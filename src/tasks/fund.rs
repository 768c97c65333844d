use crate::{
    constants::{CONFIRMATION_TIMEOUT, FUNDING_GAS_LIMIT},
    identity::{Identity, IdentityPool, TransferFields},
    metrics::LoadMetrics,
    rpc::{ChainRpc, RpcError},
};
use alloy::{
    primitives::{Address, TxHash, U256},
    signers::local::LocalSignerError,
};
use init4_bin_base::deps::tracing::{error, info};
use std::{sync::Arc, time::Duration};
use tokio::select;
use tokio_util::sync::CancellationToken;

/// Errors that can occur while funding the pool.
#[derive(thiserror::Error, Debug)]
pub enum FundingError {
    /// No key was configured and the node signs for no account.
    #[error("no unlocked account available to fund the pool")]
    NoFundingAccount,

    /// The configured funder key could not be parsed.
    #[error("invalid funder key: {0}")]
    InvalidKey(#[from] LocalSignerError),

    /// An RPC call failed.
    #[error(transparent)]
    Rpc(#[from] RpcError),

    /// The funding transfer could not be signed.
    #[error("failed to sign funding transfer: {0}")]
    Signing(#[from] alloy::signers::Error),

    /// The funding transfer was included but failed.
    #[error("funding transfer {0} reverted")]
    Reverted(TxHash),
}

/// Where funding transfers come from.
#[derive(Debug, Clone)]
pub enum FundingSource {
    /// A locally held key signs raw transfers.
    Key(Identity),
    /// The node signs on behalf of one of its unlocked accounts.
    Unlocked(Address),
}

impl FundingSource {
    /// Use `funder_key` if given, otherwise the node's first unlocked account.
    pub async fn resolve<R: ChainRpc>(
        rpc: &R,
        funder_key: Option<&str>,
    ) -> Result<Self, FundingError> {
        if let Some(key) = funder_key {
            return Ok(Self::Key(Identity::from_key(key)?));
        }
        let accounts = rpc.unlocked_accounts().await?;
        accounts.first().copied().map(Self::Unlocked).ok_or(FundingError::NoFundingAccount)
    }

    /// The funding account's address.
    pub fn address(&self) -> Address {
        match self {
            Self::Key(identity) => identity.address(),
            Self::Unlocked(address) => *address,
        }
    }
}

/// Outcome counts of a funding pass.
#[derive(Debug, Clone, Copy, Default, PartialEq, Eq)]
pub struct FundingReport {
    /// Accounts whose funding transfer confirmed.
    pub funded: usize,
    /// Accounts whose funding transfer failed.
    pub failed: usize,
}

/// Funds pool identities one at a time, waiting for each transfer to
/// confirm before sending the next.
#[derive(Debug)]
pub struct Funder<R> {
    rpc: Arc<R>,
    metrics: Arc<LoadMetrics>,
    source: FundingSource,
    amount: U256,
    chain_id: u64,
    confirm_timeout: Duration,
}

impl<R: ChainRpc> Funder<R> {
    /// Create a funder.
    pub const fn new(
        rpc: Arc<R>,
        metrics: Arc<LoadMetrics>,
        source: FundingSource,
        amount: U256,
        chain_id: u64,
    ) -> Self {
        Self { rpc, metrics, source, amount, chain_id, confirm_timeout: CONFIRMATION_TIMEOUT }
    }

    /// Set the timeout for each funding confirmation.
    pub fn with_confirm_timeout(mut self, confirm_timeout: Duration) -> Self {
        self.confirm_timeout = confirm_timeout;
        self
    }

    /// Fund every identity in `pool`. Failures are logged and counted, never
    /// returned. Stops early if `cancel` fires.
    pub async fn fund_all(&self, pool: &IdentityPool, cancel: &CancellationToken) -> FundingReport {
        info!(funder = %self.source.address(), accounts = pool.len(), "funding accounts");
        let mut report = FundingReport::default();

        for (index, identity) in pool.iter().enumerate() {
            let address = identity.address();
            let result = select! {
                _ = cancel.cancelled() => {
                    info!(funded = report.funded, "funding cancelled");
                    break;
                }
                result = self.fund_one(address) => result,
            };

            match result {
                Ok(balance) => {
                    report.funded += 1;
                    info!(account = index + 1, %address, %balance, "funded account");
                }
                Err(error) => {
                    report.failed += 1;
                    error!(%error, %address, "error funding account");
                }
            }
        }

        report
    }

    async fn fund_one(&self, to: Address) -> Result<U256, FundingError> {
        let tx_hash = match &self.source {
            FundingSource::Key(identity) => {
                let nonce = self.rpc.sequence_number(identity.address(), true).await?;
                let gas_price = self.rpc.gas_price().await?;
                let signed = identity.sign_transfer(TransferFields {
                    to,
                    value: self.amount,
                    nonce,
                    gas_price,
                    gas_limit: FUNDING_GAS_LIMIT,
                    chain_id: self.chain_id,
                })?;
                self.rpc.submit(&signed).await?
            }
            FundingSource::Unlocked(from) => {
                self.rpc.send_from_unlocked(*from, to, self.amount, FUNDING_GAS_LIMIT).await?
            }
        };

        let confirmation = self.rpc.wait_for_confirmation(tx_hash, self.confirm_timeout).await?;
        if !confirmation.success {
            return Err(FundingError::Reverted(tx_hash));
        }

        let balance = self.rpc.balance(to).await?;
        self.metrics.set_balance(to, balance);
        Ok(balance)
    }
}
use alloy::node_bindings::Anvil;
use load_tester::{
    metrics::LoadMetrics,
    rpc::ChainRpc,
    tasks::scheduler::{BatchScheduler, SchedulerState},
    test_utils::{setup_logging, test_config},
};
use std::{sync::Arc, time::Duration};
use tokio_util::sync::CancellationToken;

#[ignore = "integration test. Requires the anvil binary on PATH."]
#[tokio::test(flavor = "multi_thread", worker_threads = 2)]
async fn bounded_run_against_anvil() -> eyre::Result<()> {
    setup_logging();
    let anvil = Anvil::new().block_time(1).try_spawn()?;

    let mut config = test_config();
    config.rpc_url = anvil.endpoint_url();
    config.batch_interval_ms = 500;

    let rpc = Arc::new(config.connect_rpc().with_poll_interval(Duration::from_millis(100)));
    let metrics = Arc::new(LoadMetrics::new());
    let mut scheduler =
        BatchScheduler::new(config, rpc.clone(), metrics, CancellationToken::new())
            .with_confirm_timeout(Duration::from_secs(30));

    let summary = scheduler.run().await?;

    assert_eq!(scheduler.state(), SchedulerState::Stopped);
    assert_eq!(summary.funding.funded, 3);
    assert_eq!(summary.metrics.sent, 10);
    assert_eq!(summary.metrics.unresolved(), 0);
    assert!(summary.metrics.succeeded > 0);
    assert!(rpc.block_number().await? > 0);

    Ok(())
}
################
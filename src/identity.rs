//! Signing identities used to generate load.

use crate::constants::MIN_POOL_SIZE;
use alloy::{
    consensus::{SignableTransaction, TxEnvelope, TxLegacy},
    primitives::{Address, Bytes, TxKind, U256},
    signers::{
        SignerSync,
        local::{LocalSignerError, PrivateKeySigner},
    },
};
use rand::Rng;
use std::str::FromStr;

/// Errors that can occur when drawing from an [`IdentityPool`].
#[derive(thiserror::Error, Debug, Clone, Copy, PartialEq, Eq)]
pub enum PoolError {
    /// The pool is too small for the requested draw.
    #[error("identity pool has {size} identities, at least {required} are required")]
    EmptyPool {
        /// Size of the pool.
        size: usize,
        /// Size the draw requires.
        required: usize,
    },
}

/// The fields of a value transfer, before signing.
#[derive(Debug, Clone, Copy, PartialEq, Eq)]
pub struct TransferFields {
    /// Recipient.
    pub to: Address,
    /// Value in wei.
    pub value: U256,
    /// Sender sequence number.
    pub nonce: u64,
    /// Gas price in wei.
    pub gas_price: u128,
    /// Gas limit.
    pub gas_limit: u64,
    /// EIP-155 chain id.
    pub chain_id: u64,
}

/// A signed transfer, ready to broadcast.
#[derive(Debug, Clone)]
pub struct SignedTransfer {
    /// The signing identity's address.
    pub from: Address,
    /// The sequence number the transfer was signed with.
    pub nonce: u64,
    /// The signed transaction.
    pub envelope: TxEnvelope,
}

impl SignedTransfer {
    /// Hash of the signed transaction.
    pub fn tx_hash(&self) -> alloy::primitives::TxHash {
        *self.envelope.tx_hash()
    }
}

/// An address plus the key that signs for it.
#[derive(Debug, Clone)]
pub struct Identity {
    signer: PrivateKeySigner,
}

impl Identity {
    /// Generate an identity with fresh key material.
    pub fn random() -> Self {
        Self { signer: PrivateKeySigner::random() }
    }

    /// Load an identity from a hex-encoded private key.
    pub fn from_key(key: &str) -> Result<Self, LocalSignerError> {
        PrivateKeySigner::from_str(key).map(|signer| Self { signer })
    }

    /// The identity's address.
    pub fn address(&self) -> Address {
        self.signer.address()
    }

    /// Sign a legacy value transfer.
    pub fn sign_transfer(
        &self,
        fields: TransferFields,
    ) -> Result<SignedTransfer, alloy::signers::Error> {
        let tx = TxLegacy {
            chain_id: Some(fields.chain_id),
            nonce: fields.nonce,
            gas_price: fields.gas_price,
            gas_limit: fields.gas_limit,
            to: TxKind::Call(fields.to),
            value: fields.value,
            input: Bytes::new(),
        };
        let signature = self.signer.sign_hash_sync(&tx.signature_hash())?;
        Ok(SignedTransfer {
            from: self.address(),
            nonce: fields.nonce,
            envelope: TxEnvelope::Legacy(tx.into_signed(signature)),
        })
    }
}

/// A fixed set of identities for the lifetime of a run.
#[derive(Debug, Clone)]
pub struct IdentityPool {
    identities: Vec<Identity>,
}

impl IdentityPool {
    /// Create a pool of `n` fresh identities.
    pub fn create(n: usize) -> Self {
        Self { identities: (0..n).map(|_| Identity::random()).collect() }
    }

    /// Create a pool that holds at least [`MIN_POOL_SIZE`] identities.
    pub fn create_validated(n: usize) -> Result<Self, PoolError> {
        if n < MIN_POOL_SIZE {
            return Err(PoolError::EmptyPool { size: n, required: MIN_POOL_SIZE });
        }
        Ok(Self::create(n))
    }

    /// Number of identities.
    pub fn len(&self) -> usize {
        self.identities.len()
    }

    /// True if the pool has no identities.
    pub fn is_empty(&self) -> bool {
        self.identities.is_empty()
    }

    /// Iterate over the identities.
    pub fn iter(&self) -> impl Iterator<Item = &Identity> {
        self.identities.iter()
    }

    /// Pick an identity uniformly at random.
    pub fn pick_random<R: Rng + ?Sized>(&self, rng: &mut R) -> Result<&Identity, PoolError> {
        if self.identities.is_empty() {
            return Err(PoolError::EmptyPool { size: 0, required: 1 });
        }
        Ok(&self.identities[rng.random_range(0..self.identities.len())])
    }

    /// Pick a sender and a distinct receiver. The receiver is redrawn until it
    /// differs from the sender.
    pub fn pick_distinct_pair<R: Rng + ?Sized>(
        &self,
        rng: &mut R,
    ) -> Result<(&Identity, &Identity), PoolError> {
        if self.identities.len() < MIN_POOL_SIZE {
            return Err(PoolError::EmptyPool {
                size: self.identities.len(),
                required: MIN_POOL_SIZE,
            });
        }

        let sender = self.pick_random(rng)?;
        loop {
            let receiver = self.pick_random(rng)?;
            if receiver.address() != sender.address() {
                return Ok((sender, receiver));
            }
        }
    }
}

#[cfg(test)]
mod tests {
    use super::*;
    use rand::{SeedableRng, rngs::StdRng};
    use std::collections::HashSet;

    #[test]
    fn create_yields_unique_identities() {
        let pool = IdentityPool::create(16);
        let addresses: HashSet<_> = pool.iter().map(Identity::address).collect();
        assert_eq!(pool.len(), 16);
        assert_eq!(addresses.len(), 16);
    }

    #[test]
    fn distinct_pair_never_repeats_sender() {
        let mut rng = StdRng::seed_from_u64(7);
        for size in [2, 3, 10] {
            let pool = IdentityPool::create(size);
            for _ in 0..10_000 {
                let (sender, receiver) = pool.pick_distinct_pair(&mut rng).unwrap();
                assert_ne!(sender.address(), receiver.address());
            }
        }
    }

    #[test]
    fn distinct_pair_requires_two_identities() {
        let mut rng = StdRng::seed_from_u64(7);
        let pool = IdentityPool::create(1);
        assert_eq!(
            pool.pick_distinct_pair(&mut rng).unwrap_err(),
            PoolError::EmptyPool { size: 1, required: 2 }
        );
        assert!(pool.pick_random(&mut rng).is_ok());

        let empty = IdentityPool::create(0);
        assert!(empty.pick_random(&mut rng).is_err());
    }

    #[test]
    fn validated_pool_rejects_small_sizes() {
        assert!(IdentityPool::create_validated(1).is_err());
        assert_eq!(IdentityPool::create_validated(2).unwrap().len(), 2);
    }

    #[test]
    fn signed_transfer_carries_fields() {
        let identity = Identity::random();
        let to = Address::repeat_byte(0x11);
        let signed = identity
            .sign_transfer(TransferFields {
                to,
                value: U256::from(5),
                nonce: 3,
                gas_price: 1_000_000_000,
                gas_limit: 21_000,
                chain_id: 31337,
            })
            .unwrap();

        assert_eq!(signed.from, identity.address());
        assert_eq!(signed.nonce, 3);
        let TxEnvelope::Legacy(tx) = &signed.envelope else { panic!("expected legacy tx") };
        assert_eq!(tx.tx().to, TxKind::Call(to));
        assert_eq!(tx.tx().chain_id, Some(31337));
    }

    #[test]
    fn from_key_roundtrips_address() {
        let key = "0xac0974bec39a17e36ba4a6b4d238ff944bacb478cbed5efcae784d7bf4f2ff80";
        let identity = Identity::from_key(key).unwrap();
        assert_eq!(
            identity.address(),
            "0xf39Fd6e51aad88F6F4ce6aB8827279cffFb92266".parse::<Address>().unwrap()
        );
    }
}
################
◆ **What is being asked**
A line belongs in the answer if it contains the word "NoFundingAccount"; copy every such line from the data above.

◆ **Written reply**
    NoFundingAccount,
        accounts.first().copied().map(Self::Unlocked).ok_or(FundingError::NoFundingAccount)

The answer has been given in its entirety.